The only thing southerners like more than eating delicious food is sharing how it's made. Erin's coveted Roasted Tomato Bisque is her favorite fix during the cold, blistering months. Aly's stuffed shells are the go-to recipe for baby showers and neighbors under the weather. Emily is allergic to shrimp and still suffers through making the BBQ shrimp recipe, because it's the only recipe that satisfies all four of her children. Mallorie's Jambalaya is a favorite tradition passed down from generation to generation, and Miss Dot's Pound Cake has changed the small world of Home Town and cake lovers alike.

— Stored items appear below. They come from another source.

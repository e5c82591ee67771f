// Copyright 2023 Google LLC
//
// Licensed under the Apache License, Version 2.0 (the "License");
// you may not use this file except in compliance with the License.
// You may obtain a copy of the License at
//
//      http://www.apache.org/licenses/LICENSE-2.0
//
// Unless required by applicable law or agreed to in writing, software
// distributed under the License is distributed on an "AS IS" BASIS,
// WITHOUT WARRANTIES OR CONDITIONS OF ANY KIND, either express or implied.
// See the License for the specific language governing permissions and
// limitations under the License.

//! Merging of presentational markup into plain text.
//!
//! Elements such as `<accel>` only change how a part of a string is
//! rendered. A translator needs to see `_Open` as a single string, not
//! as `_` followed by `Open`, so an element whose element children are
//! all presentational is flattened into a single text node.

use crate::tree::{Document, NodeId, NodeKind};

/// The element names treated as presentational.
#[derive(Debug, Clone, PartialEq, Eq)]
pub struct PresentationElements(Vec<String>);

impl Default for PresentationElements {
    fn default() -> Self {
        Self(vec![String::from("accel")])
    }
}

impl PresentationElements {
    /// An empty set: nothing is collapsed.
    pub fn none() -> Self {
        Self(Vec::new())
    }

    pub fn contains(&self, name: &str) -> bool {
        self.0.iter().any(|element| element == name)
    }

    /// Add `name` to the set unless it is already present.
    pub fn push(&mut self, name: impl Into<String>) {
        let name = name.into();
        if !self.contains(&name) {
            self.0.push(name);
        }
    }

    pub fn iter(&self) -> impl Iterator<Item = &str> {
        self.0.iter().map(String::as_str)
    }
}

impl<S: Into<String>> Extend<S> for PresentationElements {
    fn extend<T: IntoIterator<Item = S>>(&mut self, iter: T) {
        for name in iter {
            self.push(name);
        }
    }
}

/// Check if every element child of `element` is presentational.
///
/// Text, expanded entity references and other nodes do not prevent a
/// collapse. A reference to an undeclared entity has no text to
/// flatten, so it keeps its parent from being collapsed.
pub fn is_collapsible(
    doc: &Document,
    element: NodeId,
    presentation: &PresentationElements,
) -> bool {
    doc.children(element).all(|child| {
        let node = &doc[child];
        match node.kind() {
            NodeKind::Element => presentation.contains(node.name()),
            NodeKind::EntityReference => node.has_children(),
            _ => true,
        }
    })
}

/// Replace the children of `element` with a single text node holding
/// their flattened text, if they are all presentational.
///
/// Returns `true` if the tree was modified. Collapsing an element
/// which already has a single text child does nothing, so the
/// operation can be repeated safely.
///
/// # Examples
///
/// ```
/// use doc_i18n_tool::collapse::{collapse, PresentationElements};
/// use doc_i18n_tool::tree::{Document, NodeKind};
///
/// let mut doc = Document::new();
/// let para = doc.create_element("para", 1);
/// let accel = doc.create_element("accel", 1);
/// let underscore = doc.create_text("_", 1);
/// let open = doc.create_text("Open", 1);
/// doc.append_child(para, underscore);
/// doc.append_child(para, accel);
/// doc.append_child(accel, open);
///
/// assert!(collapse(&mut doc, para, &PresentationElements::default()));
/// let text = doc[para].first_child().unwrap();
/// assert_eq!(doc[text].kind(), NodeKind::Text);
/// assert_eq!(doc[text].content(), "_Open");
/// ```
pub fn collapse(
    doc: &mut Document,
    element: NodeId,
    presentation: &PresentationElements,
) -> bool {
    let Some(first) = doc[element].first_child() else {
        return false;
    };
    if doc[first].next_sibling().is_none() && doc[first].kind() == NodeKind::Text {
        return false;
    }
    if !is_collapsible(doc, element, presentation) {
        return false;
    }

    let content = doc.text_content(element);
    let line = doc[element].line();
    doc.remove_children(element);
    let text = doc.create_text(content, line);
    doc.append_child(element, text);
    log::debug!(
        "Collapsed <{}> at line {line} into a single text node",
        doc[element].name()
    );
    true
}
//! Fresh models built from a template's defaults.

use fenestra_types::{
    Appearance, CadModel, FrameMaterial, Opening, OpeningDirection, OpeningType, PanelConfig,
    ProductTemplate, ProductType, ProfileColor,
};
use uuid::Uuid;

/// Sill height given to every new door.
pub const DOOR_THRESHOLD_HEIGHT: u32 = 30;

/// Build the starting model for `template`.
///
/// Every panel gets the template's default opening. Casement panels
/// alternate their hinge side, starting on the left. Mullions start on
/// only where the rules allow them, so multi-panel sliding and folding
/// series open on the overlapping-panel widths rather than a mullion split.
pub fn model_from_template(template: &ProductTemplate) -> CadModel {
    let panel_configs = (0..template.default_panels)
        .map(|i| PanelConfig::new(i, default_opening(template.default_opening, i)))
        .collect();

    let threshold_height = match template.product_type {
        ProductType::Door => Some(DOOR_THRESHOLD_HEIGHT),
        ProductType::Window => None,
    };

    CadModel {
        id: Uuid::new_v4(),
        template_id: template.id.clone(),
        width: template.default_size.width,
        height: template.default_size.height,
        panel_count: template.default_panels,
        panel_configs,
        transom_height: 0,
        enable_mullions: template.rules.allow_mullions,
        threshold_height,
        appearance: Appearance {
            profile_color: default_profile_color(template.material),
            ..Appearance::default()
        },
    }
}

/// Opening for the panel at `index` of a fresh model.
pub fn default_opening(kind: OpeningType, index: u32) -> Opening {
    let direction = if kind == OpeningType::Casement && index % 2 == 1 {
        OpeningDirection::Right
    } else {
        OpeningDirection::Left
    };
    Opening::from_parts(kind, direction)
}

pub fn default_profile_color(material: FrameMaterial) -> ProfileColor {
    match material {
        FrameMaterial::Upvc => ProfileColor::White,
        FrameMaterial::WoodClad => ProfileColor::Wood,
        FrameMaterial::Aluminum | FrameMaterial::BrokenBridge | FrameMaterial::Steel => {
            ProfileColor::DarkGrey
        }
    }
}

#[cfg(test)]
mod tests {
    use super::*;
    use fenestra_catalog::Catalog;
    use fenestra_types::{GlassType, Lateral};

    fn model(id: &str) -> CadModel {
        let catalog = Catalog::builtin();
        model_from_template(catalog.get(id).unwrap())
    }

    #[test]
    fn test_casement_hinges_alternate() {
        let m = model("win-casement-65");
        assert_eq!(m.panel_count, 2);
        assert_eq!(
            m.panel_configs,
            vec![
                PanelConfig::new(0, Opening::Casement { direction: Lateral::Left }),
                PanelConfig::new(1, Opening::Casement { direction: Lateral::Right }),
            ]
        );
        assert_eq!((m.width, m.height), (1200, 1400));
        assert!(m.enable_mullions);
        assert_eq!(m.threshold_height, None);
    }

    #[test]
    fn test_family_openings() {
        let sliding = model("win-sliding-80");
        assert!(sliding
            .panel_configs
            .iter()
            .all(|c| c.opening == Opening::Sliding { direction: Lateral::Left }));
        assert!(!sliding.enable_mullions);

        assert_eq!(model("win-awning").opening_at(0), Opening::Awning);
        assert_eq!(
            model("win-folding").opening_at(2),
            Opening::Folding { direction: Lateral::Left }
        );
        assert_eq!(model("door-entry").opening_at(0), Opening::Fixed);
    }

    #[test]
    fn test_profile_color_follows_material() {
        assert_eq!(model("win-upvc-60").appearance.profile_color, ProfileColor::White);
        assert_eq!(model("door-entry").appearance.profile_color, ProfileColor::Wood);
        assert_eq!(model("win-casement-65").appearance.profile_color, ProfileColor::DarkGrey);
    }

    #[test]
    fn test_doors_get_threshold() {
        let door = model("door-casement-45");
        assert_eq!(door.threshold_height, Some(DOOR_THRESHOLD_HEIGHT));
        assert_eq!(door.transom_height, 0);
        assert_eq!(door.appearance.glass_type, GlassType::Double);
        assert_eq!(door.appearance.glass_color, "blue");
        assert!(door.appearance.show_opening_indicators);
    }

    #[test]
    fn test_fresh_ids() {
        let catalog = Catalog::builtin();
        let t = catalog.get("win-upvc-60").unwrap();
        assert_ne!(model_from_template(t).id, model_from_template(t).id);
    }
}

There's something about sharing a delicious, sweet, and savory meal with others from beginning to end. Perhaps in a world with so many differences, it's nice to gather around a kitchen counter to create and taste something joyful together. Apart from the sentimentality of cooking, there's the practical aspect that is rarely listed under ingredients and measurements. Every real southerner knows the secret behind every jubilant meal is having the right tools.

Maple Butcher Block

 Sharp knives, salt, butter, deep mixing bowls, that wrinkled receipt with your grandmother's recipe on the back, and most importantly, a solid cutting board.

After using many cheap butcher blocks over the years, we decided it was time to create one that we actually want to use— made right here in the US and versatile in size to meet every need.

That's why we created three butcher block sizes in four different wood species—Red Oak, Cherry, Walnut, and Maple.

Maple Butcher Block

Emily Nowell says, "The small butcher block is perfect for cutting that summer tomato to make the best sandwich. It's also sized right for a block of cheese to sit out for guests to nibble on while steaks are on the grill."

 

Red Oak Butcher Block

Erin Napier says, "The medium is my favorite butcher block that I use every day. I need to be able to chop an onion and bell pepper on one board, then easily tote it to the sink for a rinse off." 

(Emily says this is her favorite and most versatile option, too!)

 

Cherry Butcher Block

Emily says, "You bring out the large butcher block for the special family gatherings. It makes a beautiful charcuterie board for a large group and can display a carved Turkey as a centerpiece of your holiday table."

You can't go wrong with any of these sizes, and you can rest easy knowing they're approved by some talented southern cooks in the kitchen.